RECORDS FOR THE TASK

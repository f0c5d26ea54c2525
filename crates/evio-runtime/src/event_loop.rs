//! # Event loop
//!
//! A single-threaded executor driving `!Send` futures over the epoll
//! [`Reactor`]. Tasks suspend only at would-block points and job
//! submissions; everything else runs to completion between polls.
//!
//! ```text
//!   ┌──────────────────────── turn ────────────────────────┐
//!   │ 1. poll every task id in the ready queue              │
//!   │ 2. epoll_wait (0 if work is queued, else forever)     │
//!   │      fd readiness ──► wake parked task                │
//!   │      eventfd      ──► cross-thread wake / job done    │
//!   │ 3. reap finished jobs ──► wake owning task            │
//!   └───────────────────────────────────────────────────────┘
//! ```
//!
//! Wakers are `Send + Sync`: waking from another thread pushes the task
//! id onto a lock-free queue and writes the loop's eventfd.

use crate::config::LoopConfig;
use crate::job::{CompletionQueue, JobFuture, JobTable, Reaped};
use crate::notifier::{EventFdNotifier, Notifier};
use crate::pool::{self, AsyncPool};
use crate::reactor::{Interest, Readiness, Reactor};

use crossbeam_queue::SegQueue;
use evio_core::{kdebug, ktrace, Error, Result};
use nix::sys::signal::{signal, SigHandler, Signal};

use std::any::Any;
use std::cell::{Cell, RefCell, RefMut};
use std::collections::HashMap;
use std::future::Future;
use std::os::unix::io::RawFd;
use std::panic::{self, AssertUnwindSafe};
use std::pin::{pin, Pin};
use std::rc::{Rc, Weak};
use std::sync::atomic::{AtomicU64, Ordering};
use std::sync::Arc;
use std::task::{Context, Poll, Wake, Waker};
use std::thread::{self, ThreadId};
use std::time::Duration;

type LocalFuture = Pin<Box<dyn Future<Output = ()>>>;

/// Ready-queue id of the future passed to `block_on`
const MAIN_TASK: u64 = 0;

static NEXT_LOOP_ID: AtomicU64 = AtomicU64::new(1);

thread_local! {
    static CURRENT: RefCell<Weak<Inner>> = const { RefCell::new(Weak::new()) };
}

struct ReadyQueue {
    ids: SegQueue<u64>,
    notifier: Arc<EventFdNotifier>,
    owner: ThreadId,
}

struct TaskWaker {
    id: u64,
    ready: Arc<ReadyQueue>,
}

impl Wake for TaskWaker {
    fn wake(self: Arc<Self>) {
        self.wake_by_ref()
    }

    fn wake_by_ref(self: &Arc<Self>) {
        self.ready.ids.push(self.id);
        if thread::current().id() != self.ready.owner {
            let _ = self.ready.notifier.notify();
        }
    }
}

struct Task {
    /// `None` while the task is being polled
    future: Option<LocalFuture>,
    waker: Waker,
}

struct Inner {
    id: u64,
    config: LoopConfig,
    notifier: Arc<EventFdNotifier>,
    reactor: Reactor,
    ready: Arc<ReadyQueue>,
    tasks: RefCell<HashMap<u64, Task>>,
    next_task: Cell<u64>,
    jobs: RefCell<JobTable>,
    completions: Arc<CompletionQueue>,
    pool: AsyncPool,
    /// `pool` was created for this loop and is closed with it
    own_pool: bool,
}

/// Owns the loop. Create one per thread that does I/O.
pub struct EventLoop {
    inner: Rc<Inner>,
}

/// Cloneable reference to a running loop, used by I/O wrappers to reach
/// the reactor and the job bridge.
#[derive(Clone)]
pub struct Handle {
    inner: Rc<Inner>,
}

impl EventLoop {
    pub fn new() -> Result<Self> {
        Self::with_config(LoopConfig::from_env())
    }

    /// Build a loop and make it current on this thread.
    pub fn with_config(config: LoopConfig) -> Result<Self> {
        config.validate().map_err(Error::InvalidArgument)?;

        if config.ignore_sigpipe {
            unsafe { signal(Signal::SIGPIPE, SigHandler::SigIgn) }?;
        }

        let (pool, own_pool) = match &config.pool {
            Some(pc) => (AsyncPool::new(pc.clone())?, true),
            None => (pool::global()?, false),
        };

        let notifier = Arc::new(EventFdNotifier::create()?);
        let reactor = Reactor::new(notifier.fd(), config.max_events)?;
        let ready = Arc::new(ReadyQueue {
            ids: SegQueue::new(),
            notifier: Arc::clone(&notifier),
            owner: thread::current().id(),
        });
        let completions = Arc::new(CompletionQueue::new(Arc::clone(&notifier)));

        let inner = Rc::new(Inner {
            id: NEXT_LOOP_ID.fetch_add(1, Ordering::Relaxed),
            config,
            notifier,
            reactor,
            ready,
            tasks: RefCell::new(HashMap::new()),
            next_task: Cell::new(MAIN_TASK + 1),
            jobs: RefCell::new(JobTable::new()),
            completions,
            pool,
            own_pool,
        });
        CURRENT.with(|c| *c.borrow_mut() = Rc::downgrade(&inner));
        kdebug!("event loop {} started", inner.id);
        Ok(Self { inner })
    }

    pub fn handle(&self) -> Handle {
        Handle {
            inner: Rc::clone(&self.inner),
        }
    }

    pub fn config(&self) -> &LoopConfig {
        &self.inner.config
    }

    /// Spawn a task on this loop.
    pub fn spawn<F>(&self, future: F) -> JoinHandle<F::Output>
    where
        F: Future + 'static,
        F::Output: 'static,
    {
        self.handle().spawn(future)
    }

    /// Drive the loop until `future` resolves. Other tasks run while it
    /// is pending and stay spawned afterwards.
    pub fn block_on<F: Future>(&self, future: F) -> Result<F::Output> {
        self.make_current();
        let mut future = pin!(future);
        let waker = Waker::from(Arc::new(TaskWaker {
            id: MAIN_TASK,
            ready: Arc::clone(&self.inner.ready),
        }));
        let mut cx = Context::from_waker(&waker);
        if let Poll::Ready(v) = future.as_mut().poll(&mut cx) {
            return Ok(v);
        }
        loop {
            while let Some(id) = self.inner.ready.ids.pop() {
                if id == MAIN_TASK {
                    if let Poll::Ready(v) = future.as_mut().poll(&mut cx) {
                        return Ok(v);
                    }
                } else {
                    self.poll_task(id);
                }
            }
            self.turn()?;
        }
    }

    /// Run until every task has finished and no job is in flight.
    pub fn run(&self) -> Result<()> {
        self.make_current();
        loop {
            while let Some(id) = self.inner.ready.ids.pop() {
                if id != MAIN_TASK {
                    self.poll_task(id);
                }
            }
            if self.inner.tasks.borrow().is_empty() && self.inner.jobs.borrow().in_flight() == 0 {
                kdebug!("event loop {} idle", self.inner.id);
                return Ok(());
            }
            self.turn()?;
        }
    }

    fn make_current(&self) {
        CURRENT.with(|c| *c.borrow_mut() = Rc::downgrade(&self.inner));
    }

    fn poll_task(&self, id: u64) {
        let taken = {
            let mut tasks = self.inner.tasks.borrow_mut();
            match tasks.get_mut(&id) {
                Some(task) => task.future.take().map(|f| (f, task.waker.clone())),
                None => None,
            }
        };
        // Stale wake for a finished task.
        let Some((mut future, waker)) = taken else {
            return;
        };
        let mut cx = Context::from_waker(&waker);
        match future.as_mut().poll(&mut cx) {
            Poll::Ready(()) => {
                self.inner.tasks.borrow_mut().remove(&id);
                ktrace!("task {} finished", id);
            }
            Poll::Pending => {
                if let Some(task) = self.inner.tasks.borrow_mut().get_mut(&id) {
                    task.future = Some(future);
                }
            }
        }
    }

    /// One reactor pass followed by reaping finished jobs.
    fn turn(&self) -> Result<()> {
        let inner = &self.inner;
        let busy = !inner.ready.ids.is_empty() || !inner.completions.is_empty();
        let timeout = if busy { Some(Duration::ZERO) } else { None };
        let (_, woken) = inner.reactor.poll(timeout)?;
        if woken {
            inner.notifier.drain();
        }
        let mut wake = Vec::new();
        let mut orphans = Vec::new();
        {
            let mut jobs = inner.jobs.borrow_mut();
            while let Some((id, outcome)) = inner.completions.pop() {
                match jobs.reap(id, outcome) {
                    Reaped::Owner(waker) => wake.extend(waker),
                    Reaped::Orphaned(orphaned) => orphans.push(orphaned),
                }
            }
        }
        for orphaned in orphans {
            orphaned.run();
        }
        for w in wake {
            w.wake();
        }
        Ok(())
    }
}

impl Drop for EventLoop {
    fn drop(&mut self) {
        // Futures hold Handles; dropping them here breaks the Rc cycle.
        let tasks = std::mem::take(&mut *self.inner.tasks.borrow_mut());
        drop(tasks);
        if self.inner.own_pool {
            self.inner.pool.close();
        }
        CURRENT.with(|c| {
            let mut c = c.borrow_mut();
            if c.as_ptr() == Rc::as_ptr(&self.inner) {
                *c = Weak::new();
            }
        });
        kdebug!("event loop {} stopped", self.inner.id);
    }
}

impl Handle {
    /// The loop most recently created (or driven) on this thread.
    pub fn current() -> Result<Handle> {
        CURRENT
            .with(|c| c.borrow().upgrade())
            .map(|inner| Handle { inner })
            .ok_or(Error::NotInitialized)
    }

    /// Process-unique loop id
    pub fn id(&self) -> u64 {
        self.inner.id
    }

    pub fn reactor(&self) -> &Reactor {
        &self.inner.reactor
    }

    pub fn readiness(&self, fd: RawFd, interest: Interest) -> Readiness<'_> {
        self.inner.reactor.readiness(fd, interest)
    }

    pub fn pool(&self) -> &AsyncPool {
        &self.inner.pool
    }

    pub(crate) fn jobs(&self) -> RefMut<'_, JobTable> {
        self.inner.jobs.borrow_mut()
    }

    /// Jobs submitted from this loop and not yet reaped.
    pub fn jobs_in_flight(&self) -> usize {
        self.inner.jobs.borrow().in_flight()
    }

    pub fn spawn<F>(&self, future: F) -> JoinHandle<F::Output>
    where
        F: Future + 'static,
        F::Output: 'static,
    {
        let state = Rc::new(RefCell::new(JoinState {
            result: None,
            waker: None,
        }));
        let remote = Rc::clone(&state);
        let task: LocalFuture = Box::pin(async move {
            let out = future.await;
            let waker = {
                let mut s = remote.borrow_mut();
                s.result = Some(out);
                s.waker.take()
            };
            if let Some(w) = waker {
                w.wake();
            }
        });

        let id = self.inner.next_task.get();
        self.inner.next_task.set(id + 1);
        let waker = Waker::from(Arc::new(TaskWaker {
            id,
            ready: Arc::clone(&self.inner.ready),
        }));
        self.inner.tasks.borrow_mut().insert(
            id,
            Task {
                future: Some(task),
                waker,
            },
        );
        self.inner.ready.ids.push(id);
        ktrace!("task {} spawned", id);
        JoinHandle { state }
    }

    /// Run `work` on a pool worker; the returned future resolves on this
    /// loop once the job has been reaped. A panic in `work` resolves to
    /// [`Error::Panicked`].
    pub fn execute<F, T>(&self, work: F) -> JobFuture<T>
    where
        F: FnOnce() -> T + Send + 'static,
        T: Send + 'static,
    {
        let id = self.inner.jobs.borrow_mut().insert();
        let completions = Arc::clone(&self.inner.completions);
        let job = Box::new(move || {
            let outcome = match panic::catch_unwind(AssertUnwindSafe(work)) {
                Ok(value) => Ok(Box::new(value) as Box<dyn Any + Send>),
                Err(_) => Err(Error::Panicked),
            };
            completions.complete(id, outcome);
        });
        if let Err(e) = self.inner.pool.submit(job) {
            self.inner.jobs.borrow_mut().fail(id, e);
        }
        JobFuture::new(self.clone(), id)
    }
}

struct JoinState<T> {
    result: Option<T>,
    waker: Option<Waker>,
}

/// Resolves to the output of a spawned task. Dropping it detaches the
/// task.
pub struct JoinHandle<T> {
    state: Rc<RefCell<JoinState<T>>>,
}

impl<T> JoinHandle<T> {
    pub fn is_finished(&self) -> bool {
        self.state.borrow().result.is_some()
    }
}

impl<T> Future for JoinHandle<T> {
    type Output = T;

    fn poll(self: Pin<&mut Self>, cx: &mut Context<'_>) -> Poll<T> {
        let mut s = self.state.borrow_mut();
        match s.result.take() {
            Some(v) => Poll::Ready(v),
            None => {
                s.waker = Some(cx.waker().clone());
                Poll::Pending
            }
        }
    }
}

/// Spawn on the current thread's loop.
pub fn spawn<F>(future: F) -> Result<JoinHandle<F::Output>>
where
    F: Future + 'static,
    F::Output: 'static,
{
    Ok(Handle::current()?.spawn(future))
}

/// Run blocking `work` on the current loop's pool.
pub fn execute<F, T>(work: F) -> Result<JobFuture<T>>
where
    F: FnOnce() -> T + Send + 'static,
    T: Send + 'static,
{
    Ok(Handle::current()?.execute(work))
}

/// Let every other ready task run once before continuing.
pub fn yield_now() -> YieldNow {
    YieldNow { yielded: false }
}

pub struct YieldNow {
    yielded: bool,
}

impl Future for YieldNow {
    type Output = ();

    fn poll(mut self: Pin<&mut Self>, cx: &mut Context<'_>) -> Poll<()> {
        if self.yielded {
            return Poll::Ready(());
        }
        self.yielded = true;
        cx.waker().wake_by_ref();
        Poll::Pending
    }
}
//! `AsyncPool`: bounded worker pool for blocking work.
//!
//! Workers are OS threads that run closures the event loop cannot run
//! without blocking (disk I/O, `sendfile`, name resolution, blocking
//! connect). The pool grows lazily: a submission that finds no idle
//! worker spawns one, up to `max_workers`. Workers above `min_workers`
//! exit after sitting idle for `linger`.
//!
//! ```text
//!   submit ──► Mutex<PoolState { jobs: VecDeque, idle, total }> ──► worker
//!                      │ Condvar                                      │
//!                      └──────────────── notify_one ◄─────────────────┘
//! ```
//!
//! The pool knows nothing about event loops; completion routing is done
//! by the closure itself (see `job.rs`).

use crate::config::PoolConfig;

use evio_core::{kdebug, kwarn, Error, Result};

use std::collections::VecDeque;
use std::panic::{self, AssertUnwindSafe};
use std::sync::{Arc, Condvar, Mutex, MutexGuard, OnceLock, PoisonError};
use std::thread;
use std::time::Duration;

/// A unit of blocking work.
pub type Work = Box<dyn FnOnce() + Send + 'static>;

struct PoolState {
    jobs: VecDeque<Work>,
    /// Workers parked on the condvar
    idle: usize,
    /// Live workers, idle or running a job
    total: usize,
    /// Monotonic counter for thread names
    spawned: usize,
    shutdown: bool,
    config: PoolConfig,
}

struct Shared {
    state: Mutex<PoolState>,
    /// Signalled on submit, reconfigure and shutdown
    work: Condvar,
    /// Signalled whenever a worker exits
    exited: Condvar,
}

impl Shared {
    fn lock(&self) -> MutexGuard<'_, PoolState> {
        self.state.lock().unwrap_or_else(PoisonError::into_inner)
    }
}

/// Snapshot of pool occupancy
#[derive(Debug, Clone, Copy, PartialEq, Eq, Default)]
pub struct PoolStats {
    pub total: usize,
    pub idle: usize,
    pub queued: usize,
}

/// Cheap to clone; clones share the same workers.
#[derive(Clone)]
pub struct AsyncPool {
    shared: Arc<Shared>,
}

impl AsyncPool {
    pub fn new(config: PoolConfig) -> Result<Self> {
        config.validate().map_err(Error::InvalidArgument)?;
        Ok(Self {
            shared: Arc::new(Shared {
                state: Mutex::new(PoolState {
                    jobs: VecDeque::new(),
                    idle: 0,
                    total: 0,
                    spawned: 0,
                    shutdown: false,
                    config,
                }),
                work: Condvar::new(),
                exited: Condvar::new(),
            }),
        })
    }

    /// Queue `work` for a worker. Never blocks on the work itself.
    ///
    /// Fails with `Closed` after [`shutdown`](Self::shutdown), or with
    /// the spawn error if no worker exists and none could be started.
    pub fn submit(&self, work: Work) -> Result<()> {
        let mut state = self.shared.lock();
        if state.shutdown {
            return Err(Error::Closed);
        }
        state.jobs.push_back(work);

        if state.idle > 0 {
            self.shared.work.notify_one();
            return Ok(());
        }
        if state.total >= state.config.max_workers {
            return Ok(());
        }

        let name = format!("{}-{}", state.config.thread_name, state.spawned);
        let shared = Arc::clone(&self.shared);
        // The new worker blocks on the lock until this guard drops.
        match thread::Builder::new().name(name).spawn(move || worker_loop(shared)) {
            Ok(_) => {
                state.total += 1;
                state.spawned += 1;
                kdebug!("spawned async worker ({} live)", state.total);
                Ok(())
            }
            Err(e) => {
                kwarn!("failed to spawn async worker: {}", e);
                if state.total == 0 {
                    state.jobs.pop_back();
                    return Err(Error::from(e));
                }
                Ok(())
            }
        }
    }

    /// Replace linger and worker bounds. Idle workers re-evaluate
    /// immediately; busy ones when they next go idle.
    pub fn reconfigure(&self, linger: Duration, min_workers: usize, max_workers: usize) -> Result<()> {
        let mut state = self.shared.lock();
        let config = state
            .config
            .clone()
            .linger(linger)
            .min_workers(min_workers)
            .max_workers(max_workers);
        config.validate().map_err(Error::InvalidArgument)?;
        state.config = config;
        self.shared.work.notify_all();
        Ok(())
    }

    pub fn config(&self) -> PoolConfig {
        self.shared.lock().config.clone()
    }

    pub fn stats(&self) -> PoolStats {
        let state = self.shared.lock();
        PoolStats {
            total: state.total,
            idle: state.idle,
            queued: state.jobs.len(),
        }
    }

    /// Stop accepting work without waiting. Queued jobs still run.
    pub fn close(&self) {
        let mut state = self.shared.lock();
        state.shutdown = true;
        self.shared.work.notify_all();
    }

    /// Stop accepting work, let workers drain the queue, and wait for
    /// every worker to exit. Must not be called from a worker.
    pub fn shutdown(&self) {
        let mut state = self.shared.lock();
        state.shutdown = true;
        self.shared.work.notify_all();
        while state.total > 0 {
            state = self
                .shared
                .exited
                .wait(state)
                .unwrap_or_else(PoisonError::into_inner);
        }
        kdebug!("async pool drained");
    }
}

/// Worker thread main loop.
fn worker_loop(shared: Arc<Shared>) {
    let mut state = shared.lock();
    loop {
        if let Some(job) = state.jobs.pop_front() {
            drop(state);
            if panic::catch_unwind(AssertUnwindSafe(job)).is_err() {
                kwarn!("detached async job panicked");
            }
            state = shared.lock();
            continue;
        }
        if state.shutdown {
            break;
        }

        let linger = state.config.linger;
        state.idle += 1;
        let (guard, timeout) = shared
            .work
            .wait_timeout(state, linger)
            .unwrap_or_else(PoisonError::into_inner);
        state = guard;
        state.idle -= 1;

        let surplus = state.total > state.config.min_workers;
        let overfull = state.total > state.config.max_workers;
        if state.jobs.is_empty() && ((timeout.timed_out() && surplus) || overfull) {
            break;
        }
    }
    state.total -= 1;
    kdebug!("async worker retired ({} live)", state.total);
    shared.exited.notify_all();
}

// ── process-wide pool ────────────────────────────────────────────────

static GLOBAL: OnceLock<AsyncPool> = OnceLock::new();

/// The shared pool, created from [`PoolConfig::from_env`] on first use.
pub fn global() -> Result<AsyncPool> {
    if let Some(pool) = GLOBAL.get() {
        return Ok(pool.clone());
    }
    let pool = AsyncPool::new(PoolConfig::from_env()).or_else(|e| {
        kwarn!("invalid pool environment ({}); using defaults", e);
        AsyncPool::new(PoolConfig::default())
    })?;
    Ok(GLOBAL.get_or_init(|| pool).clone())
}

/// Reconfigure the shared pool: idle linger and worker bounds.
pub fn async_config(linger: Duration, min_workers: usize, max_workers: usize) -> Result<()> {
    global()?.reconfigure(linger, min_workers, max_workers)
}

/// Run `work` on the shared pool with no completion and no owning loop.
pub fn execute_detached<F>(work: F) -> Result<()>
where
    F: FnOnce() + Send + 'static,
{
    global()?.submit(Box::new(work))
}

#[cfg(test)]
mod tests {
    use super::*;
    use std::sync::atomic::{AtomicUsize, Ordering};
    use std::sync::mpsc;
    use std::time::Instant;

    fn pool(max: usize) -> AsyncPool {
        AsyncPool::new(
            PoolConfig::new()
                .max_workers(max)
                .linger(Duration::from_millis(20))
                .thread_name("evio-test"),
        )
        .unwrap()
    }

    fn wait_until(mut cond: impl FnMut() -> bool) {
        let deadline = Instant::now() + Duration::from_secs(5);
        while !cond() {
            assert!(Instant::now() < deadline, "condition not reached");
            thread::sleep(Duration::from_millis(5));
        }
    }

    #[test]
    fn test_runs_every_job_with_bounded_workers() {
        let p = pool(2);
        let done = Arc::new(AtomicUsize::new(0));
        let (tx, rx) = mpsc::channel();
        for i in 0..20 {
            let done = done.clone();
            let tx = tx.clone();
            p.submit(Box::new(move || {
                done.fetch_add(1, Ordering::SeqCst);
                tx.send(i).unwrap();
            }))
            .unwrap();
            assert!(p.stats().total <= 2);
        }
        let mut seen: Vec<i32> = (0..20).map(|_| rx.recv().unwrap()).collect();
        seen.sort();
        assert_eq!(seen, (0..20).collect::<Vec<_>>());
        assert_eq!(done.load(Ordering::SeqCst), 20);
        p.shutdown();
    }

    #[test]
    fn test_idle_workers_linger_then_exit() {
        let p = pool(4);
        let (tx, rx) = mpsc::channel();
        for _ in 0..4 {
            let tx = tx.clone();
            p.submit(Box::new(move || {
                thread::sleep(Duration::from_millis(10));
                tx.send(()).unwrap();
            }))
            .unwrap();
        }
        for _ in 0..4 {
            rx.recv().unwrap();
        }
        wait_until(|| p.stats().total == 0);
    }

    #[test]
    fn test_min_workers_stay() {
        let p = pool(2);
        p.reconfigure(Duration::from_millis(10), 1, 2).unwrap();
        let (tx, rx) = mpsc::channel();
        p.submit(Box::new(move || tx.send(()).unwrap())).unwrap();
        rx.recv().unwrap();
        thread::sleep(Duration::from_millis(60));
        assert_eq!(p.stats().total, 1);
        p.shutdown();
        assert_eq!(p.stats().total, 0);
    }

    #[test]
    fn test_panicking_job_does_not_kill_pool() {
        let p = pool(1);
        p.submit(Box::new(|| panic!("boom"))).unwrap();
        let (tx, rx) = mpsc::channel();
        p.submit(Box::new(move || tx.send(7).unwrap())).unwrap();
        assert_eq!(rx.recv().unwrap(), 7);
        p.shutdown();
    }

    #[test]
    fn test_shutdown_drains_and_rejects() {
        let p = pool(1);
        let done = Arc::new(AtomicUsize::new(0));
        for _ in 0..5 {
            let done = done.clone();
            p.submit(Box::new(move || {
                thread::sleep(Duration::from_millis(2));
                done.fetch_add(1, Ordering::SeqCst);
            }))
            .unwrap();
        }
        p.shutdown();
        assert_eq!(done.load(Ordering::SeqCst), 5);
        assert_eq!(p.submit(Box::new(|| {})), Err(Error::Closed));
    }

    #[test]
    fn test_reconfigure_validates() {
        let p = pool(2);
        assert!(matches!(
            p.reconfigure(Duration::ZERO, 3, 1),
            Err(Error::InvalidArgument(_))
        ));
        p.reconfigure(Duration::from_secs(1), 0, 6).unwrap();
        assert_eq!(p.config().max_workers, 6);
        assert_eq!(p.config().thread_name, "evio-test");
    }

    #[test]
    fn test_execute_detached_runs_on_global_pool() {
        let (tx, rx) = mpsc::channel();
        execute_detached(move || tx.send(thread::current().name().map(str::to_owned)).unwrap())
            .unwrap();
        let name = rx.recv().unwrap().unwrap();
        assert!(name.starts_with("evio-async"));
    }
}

AIM OF THE EXERCISE
For each line in the data that contains the string "blocks", give a copy of that line.

PROBLEM SOLUTION
    /// Queue `work` for a worker. Never blocks on the work itself.
        // The new worker blocks on the lock until this guard drops.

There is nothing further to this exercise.